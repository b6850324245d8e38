//! # Plane for BSP Operations
//!
//! Plane representation with point classification.

use config::constants::{CSG_EPSILON, DEGENERATE_AREA_EPSILON};
use glam::DVec3;

// =============================================================================
// CLASSIFICATION
// =============================================================================

/// Classification of a point or polygon relative to a plane.
#[derive(Debug, Clone, Copy, PartialEq, Eq)]
pub enum Classification {
    /// In front of the plane (positive side).
    Front,
    /// Behind the plane (negative side).
    Back,
    /// On the plane, within tolerance.
    Coplanar,
    /// Polygon has vertices on both sides.
    Spanning,
}

// =============================================================================
// PLANE
// =============================================================================

/// A plane in 3D space defined by unit normal and distance from origin.
#[derive(Debug, Clone, Copy)]
pub struct Plane {
    /// Normal vector (unit length).
    pub normal: DVec3,
    /// Distance from origin along the normal.
    pub w: f64,
}

impl Plane {
    /// Creates a plane from normal and distance.
    pub fn new(normal: DVec3, w: f64) -> Self {
        Self { normal, w }
    }

    /// Creates a plane from three points in counter-clockwise order.
    ///
    /// Returns None for a degenerate (near-zero-area) triangle.
    pub fn from_points(a: DVec3, b: DVec3, c: DVec3) -> Option<Self> {
        let cross = (b - a).cross(c - a);
        if cross.length_squared() < DEGENERATE_AREA_EPSILON {
            return None;
        }
        let normal = cross.normalize();
        Some(Self {
            normal,
            w: normal.dot(a),
        })
    }

    /// Flips the plane in place (reverses the normal).
    pub fn flip(&mut self) {
        self.normal = -self.normal;
        self.w = -self.w;
    }

    /// Signed distance from a point to this plane.
    ///
    /// Positive = front, negative = back.
    #[inline]
    pub fn signed_distance(&self, point: DVec3) -> f64 {
        self.normal.dot(point) - self.w
    }

    /// Classifies a point relative to this plane.
    ///
    /// Distances within `CSG_EPSILON` of zero are treated as on-plane.
    pub fn classify_point(&self, point: DVec3) -> Classification {
        let dist = self.signed_distance(point);
        if dist > CSG_EPSILON {
            Classification::Front
        } else if dist < -CSG_EPSILON {
            Classification::Back
        } else {
            Classification::Coplanar
        }
    }
}

// =============================================================================
// TESTS
// =============================================================================
//! Error types for the node harness
//!
//! Errors are structured with fields to aid debugging in test logs. Command
//! failures carry the captured output streams; timeouts carry the message of
//! the poll that expired.

use std::time::Duration;

use thiserror::Error;

use crate::container::ExecOutput;

/// Main error type for kindling operations
#[derive(Debug, Error)]
pub enum Error {
    /// A command executed inside the node exited with a non-zero status
    #[error("{binary} {subcommand} exited with status code {exit_code}")]
    CommandFailed {
        /// Binary that was invoked (e.g. "kubeadm")
        binary: String,
        /// First argument, identifying the operation (e.g. "init")
        subcommand: String,
        /// Exit code reported by the container runtime
        exit_code: i64,
        /// Captured standard output
        stdout: String,
        /// Captured standard error
        stderr: String,
    },

    /// A bounded poll never observed success
    #[error("{message} (timed out after {timeout:?})")]
    ReadinessTimeout {
        /// Description of the condition that was being waited for
        message: String,
        /// The deadline that expired
        timeout: Duration,
    },

    /// The admin kubeconfig could not be read out of the node
    #[error("failed to extract kubeconfig from node: {message}")]
    CredentialExtraction {
        /// Description of what failed
        message: String,
    },

    /// The admin kubeconfig was read but its structure is not usable
    #[error("invalid kubeconfig: {message}")]
    InvalidKubeconfig {
        /// Description of what's malformed
        message: String,
    },

    /// The container runtime collaborator reported a failure
    #[error("container runtime error: {message}")]
    Container {
        /// Description of what failed
        message: String,
    },

    /// Kubernetes API error
    #[error("kubernetes error: {source}")]
    Kube {
        /// The underlying kube-rs error
        #[from]
        source: kube::Error,
    },
}

impl Error {
    /// Create a command failure from the captured output of a failed command
    pub fn command_failed(
        binary: impl Into<String>,
        subcommand: impl Into<String>,
        output: ExecOutput,
    ) -> Self {
        Self::CommandFailed {
            binary: binary.into(),
            subcommand: subcommand.into(),
            exit_code: output.exit_code,
            stdout: output.stdout,
            stderr: output.stderr,
        }
    }

    /// Create a readiness timeout error
    pub fn readiness_timeout(message: impl Into<String>, timeout: Duration) -> Self {
        Self::ReadinessTimeout {
            message: message.into(),
            timeout,
        }
    }

    /// Create a credential extraction error
    pub fn credential_extraction(message: impl Into<String>) -> Self {
        Self::CredentialExtraction {
            message: message.into(),
        }
    }

    /// Create an invalid kubeconfig error
    pub fn invalid_kubeconfig(message: impl Into<String>) -> Self {
        Self::InvalidKubeconfig {
            message: message.into(),
        }
    }

    /// Create a container runtime error
    pub fn container(message: impl Into<String>) -> Self {
        Self::Container {
            message: message.into(),
        }
    }

    /// Check whether this error is a readiness timeout
    pub fn is_timeout(&self) -> bool {
        matches!(self, Error::ReadinessTimeout { .. })
    }
}
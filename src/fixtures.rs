//! Fixtures for tests running against a provisioned cluster
//!
//! Small helpers for the things nearly every cluster-backed test does:
//! create a throwaway namespace, run a canned pod in it, and probe an
//! HTTP endpoint exposed through a mapped port.

use std::collections::BTreeMap;

use k8s_openapi::api::core::v1::{Container, ContainerPort, Namespace, Pod, PodSpec};
use k8s_openapi::apimachinery::pkg::apis::meta::v1::ObjectMeta;
use kube::api::{Api, PostParams};
use kube::Client;
use rand::Rng;
use uuid::Uuid;

use crate::{Error, Result};

/// Generate a unique identifier usable as a Kubernetes object name.
///
/// Object names must start with a lowercase letter, so this prefixes a
/// random letter to a dashless UUID.
pub fn random_identifier() -> String {
    const ALPHABET: &[u8] = b"abcdefghijklmnopqrstuvwxyz";
    let index = rand::thread_rng().gen_range(0..ALPHABET.len());
    format!("{}{}", ALPHABET[index] as char, Uuid::new_v4().simple())
}

/// Create a uniquely named namespace and return its name.
pub async fn create_namespace(client: &Client) -> Result<String> {
    let name = random_identifier();
    let namespace = Namespace {
        metadata: ObjectMeta {
            name: Some(name.clone()),
            ..Default::default()
        },
        ..Default::default()
    };

    let namespaces: Api<Namespace> = Api::all(client.clone());
    namespaces
        .create(&PostParams::default(), &namespace)
        .await?;
    Ok(name)
}

/// A minimal nginx pod labeled `app=nginx`, exposing container port 80.
pub fn simple_pod(name: &str, namespace: &str) -> Pod {
    let mut labels = BTreeMap::new();
    labels.insert("app".to_string(), "nginx".to_string());

    Pod {
        metadata: ObjectMeta {
            name: Some(name.to_string()),
            namespace: Some(namespace.to_string()),
            labels: Some(labels),
            ..Default::default()
        },
        spec: Some(PodSpec {
            containers: vec![Container {
                name: "test".to_string(),
                image: Some("nginx".to_string()),
                ports: Some(vec![ContainerPort {
                    container_port: 80,
                    protocol: Some("TCP".to_string()),
                    ..Default::default()
                }]),
                ..Default::default()
            }],
            ..Default::default()
        }),
        ..Default::default()
    }
}

/// Create a uniquely named [`simple_pod`] in `namespace`.
pub async fn create_simple_pod(client: &Client, namespace: &str) -> Result<Pod> {
    let pod = simple_pod(&random_identifier(), namespace);
    let pods: Api<Pod> = Api::namespaced(client.clone(), namespace);
    Ok(pods.create(&PostParams::default(), &pod).await?)
}

/// Whether the pod currently reports phase `Running`.
pub async fn is_running(client: &Client, pod: &Pod) -> Result<bool> {
    let namespace = pod.metadata.namespace.as_deref().unwrap_or("default");
    let name = pod
        .metadata
        .name
        .as_deref()
        .ok_or_else(|| Error::container("pod has no name"))?;

    let pods: Api<Pod> = Api::namespaced(client.clone(), namespace);
    let current = pods.get(name).await?;
    Ok(current.status.and_then(|status| status.phase).as_deref() == Some("Running"))
}

/// Probe `url` and report whether it answered with a success status.
///
/// Connection failures count as "not up yet", which makes this directly
/// usable as a [`crate::wait::wait_until`] check against a mapped NodePort.
pub async fn http_ok(url: &str) -> bool {
    match reqwest::get(url).await {
        Ok(response) => response.status().is_success(),
        Err(_) => false,
    }
}
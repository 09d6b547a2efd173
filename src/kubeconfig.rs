//! Admin kubeconfig extraction and patching
//!
//! `kubeadm init` writes an admin kubeconfig whose server endpoint is the
//! container's internal address. From outside the container only the mapped
//! host port is reachable, so the server field of the first cluster entry is
//! rewritten before a client is built from the document. The document itself
//! is owned by the Kubernetes tooling and treated as opaque beyond that one
//! field.

use kube::config::{KubeConfigOptions, Kubeconfig};
use kube::{Client, Config};
use serde_yaml::Value;
use tracing::{debug, info};

use crate::config::NodeConfig;
use crate::container::NodeContainer;
use crate::{Error, Result, ADMIN_KUBECONFIG_PATH, API_SERVER_PORT};

/// Rewrite the first cluster entry's server endpoint to `server_url`.
///
/// Pure transformation of the kubeconfig text, separately testable. The
/// output is a deterministic re-serialization, so patching an already
/// patched document with the same URL yields a byte-identical result.
pub fn patch_server_address(kubeconfig: &str, server_url: &str) -> Result<String> {
    let mut doc: Value = serde_yaml::from_str(kubeconfig)
        .map_err(|e| Error::invalid_kubeconfig(format!("failed to parse document: {e}")))?;

    let clusters = doc
        .get_mut("clusters")
        .and_then(Value::as_sequence_mut)
        .ok_or_else(|| Error::invalid_kubeconfig("missing clusters list"))?;

    let first = clusters
        .first_mut()
        .ok_or_else(|| Error::invalid_kubeconfig("clusters list is empty"))?;

    let cluster = first
        .get_mut("cluster")
        .and_then(Value::as_mapping_mut)
        .ok_or_else(|| Error::invalid_kubeconfig("cluster entry has no cluster mapping"))?;

    cluster.insert(
        Value::String("server".to_string()),
        Value::String(server_url.to_string()),
    );

    serde_yaml::to_string(&doc)
        .map_err(|e| Error::invalid_kubeconfig(format!("failed to serialize document: {e}")))
}

/// Build a cluster client for the node's externally reachable endpoint.
///
/// Copies the admin kubeconfig out of the container, rewrites its server
/// endpoint to `https://<host>:<mapped API port>`, and constructs a client
/// from the patched document. A missing or unreadable credentials file is a
/// fatal [`Error::CredentialExtraction`]; a structurally unusable document
/// is a fatal [`Error::InvalidKubeconfig`]. Neither is retried.
pub async fn build_client<C>(node: &C, config: &NodeConfig) -> Result<Client>
where
    C: NodeContainer + ?Sized,
{
    let raw = node
        .download(ADMIN_KUBECONFIG_PATH)
        .await
        .map_err(|e| Error::credential_extraction(format!("{ADMIN_KUBECONFIG_PATH}: {e}")))?;

    let api_port = node.mapped_port(API_SERVER_PORT).await?;
    let server_url = format!("https://{}:{}", node.host(), api_port);
    debug!(server = %server_url, "patching admin kubeconfig server endpoint");

    let patched = patch_server_address(&raw, &server_url)?;

    let kubeconfig: Kubeconfig = serde_yaml::from_str(&patched)
        .map_err(|e| Error::invalid_kubeconfig(format!("failed to load document: {e}")))?;

    let mut client_config = Config::from_custom_kubeconfig(kubeconfig, &KubeConfigOptions::default())
        .await
        .map_err(|e| Error::invalid_kubeconfig(format!("unusable credentials: {e}")))?;
    client_config.connect_timeout = Some(config.connect_timeout);
    client_config.read_timeout = Some(config.read_timeout);

    let client = Client::try_from(client_config)?;
    info!(server = %server_url, "built cluster client");
    Ok(client)
}
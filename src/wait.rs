//! Bounded-time readiness polling
//!
//! External state (container network attachment, cluster node conditions)
//! converges on its own schedule; this module provides the single polling
//! primitive used to wait for it. Every wait in the crate is a bounded poll
//! loop, never a retry of a failed action.

use std::future::Future;
use std::time::Duration;

use tokio::time::Instant;
use tracing::trace;

use crate::{Error, Result};

/// Poll `check` until it yields a value or `timeout` elapses.
///
/// `check` reports `Ok(Some(value))` when the awaited state has been reached,
/// `Ok(None)` when it has not (the loop sleeps for `poll_interval` and asks
/// again), and `Err(_)` for a hard failure, which propagates immediately
/// rather than being retried. Transient absence and hard failure are
/// deliberately distinct: a check that cannot even be evaluated should abort
/// the wait, not burn the rest of the deadline.
///
/// On timeout, fails with [`Error::ReadinessTimeout`] carrying
/// `failure_message`. The deadline is checked at the top of each iteration,
/// so the error is produced only after `timeout` has actually elapsed.
pub async fn wait_until<T, F, Fut>(
    timeout: Duration,
    poll_interval: Duration,
    failure_message: impl Into<String>,
    mut check: F,
) -> Result<T>
where
    F: FnMut() -> Fut,
    Fut: Future<Output = Result<Option<T>>>,
{
    let start = Instant::now();
    let failure_message = failure_message.into();

    loop {
        if start.elapsed() > timeout {
            return Err(Error::readiness_timeout(failure_message, timeout));
        }

        match check().await? {
            Some(value) => return Ok(value),
            None => trace!("condition not yet met, polling again"),
        }

        tokio::time::sleep(poll_interval).await;
    }
}
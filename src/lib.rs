//! Kindling - single-node Kubernetes control planes for integration tests
//!
//! Kindling turns one privileged container into a usable Kubernetes cluster:
//! it waits for the container to come up, runs `kubeadm init` inside it,
//! applies a default CNI, removes the control-plane scheduling taint, and
//! hands back a [`kube::Client`] wired to the externally mapped API server
//! port.
//!
//! The container runtime itself is not part of this crate. Whatever starts
//! and stops the container (testcontainers, a CI harness, hand-rolled Docker
//! plumbing) implements the [`container::NodeContainer`] trait and forwards
//! its log stream to [`node::KindNode::observe_log`]; the first observed log
//! line triggers the bootstrap sequence exactly once, on a background task.
//!
//! # Modules
//!
//! - [`node`] - the control-plane node orchestrator ([`KindNode`])
//! - [`bootstrap`] - the one-shot bootstrap sequencer and address resolver
//! - [`container`] - the managed-container collaborator boundary
//! - [`exec`] - in-container command execution with captured output
//! - [`kubeconfig`] - admin kubeconfig extraction and server-address patching
//! - [`readiness`] - the cluster readiness gate (node Ready polling)
//! - [`wait`] - bounded-time readiness polling primitive
//! - [`config`] - node configuration and timeouts
//! - [`fixtures`] - namespace/pod helpers for tests running against the cluster
//! - [`error`] - error types
//!
//! # Example
//!
//! ```ignore
//! use kindling::{KindNode, NodeConfig};
//!
//! let node = KindNode::new(my_container, NodeConfig::default());
//! node.on_container_start();
//! // runtime wiring: deliver each container log line to the node
//! //   node.observe_log(line);
//! let client = node.wait_ready().await?;
//! ```
#![deny(missing_docs)]

pub mod bootstrap;
pub mod config;
pub mod container;
pub mod error;
pub mod exec;
pub mod fixtures;
pub mod kubeconfig;
pub mod node;
pub mod readiness;
pub mod wait;

pub use config::NodeConfig;
pub use container::{ExecOutput, NodeContainer};
pub use error::Error;
pub use node::{KindNode, NodePhase};

/// Result type alias using our custom Error type
pub type Result<T> = std::result::Result<T, Error>;

/// Port the API server listens on inside the node container
pub const API_SERVER_PORT: u16 = 6443;

/// In-container path of the rendered cluster-init descriptor
pub const KUBEADM_CONFIG_PATH: &str = "/kind/kubeadm.conf";

/// In-container path of the default CNI manifest
pub const DEFAULT_CNI_PATH: &str = "/kind/default-cni.conf";

/// In-container path of the admin kubeconfig generated by `kubeadm init`
pub const ADMIN_KUBECONFIG_PATH: &str = "/etc/kubernetes/admin.conf";
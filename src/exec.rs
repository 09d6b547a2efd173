//! In-container command execution
//!
//! Thin layer over [`NodeContainer::exec`] that classifies success by exit
//! code and keeps the captured streams available for the test log. Retry
//! policy belongs to callers; this layer runs a command once.

use tracing::{debug, error, info};

use crate::container::{ExecOutput, NodeContainer};
use crate::{Error, Result};

/// Prefix every line of `text` with `prefix`, for stream logging.
pub(crate) fn indent(prefix: &str, text: &str) -> String {
    text.lines()
        .map(|line| format!("{prefix}{line}"))
        .collect::<Vec<_>>()
        .join("\n")
}

/// Run `binary subcommand args...` inside the node.
///
/// On exit code 0 the captured streams are logged at debug level and returned
/// uninterpreted. On a non-zero exit code both streams are logged at error
/// level and the call fails with [`Error::CommandFailed`]; callers treat this
/// as fatal to the current bootstrap step.
pub async fn run_in_node<C>(
    node: &C,
    binary: &str,
    subcommand: &str,
    args: &[&str],
) -> Result<ExecOutput>
where
    C: NodeContainer + ?Sized,
{
    info!(%binary, %subcommand, "running command in node");

    let mut command = Vec::with_capacity(args.len() + 2);
    command.push(binary.to_string());
    command.push(subcommand.to_string());
    command.extend(args.iter().map(|arg| arg.to_string()));

    let output = node.exec(&command).await?;

    if output.success() {
        info!(
            %binary,
            %subcommand,
            exit_code = output.exit_code,
            "command exited cleanly"
        );
        debug!("{}", indent("STDOUT: ", &output.stdout));
        debug!("{}", indent("STDERR: ", &output.stderr));
        Ok(output)
    } else {
        error!("{}", indent("STDOUT: ", &output.stdout));
        error!("{}", indent("STDERR: ", &output.stderr));
        Err(Error::command_failed(binary, subcommand, output))
    }
}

*WHAT TO DO*
An exact transcription of the lines from the start of the listing through the line bearing "pub fn new(normal: DVec3, w: f64)" is the whole answer.

*RESPONSE TO THE EXERCISE*
repository b6850324245d8e38
//! # Plane for BSP Operations
//!
//! Plane representation with point classification.

use config::constants::{CSG_EPSILON, DEGENERATE_AREA_EPSILON};
use glam::DVec3;

// =============================================================================
// CLASSIFICATION
// =============================================================================

/// Classification of a point or polygon relative to a plane.
#[derive(Debug, Clone, Copy, PartialEq, Eq)]
pub enum Classification {
    /// In front of the plane (positive side).
    Front,
    /// Behind the plane (negative side).
    Back,
    /// On the plane, within tolerance.
    Coplanar,
    /// Polygon has vertices on both sides.
    Spanning,
}

// =============================================================================
// PLANE
// =============================================================================

/// A plane in 3D space defined by unit normal and distance from origin.
#[derive(Debug, Clone, Copy)]
pub struct Plane {
    /// Normal vector (unit length).
    pub normal: DVec3,
    /// Distance from origin along the normal.
    pub w: f64,
}

impl Plane {
    /// Creates a plane from normal and distance.
    pub fn new(normal: DVec3, w: f64) -> Self {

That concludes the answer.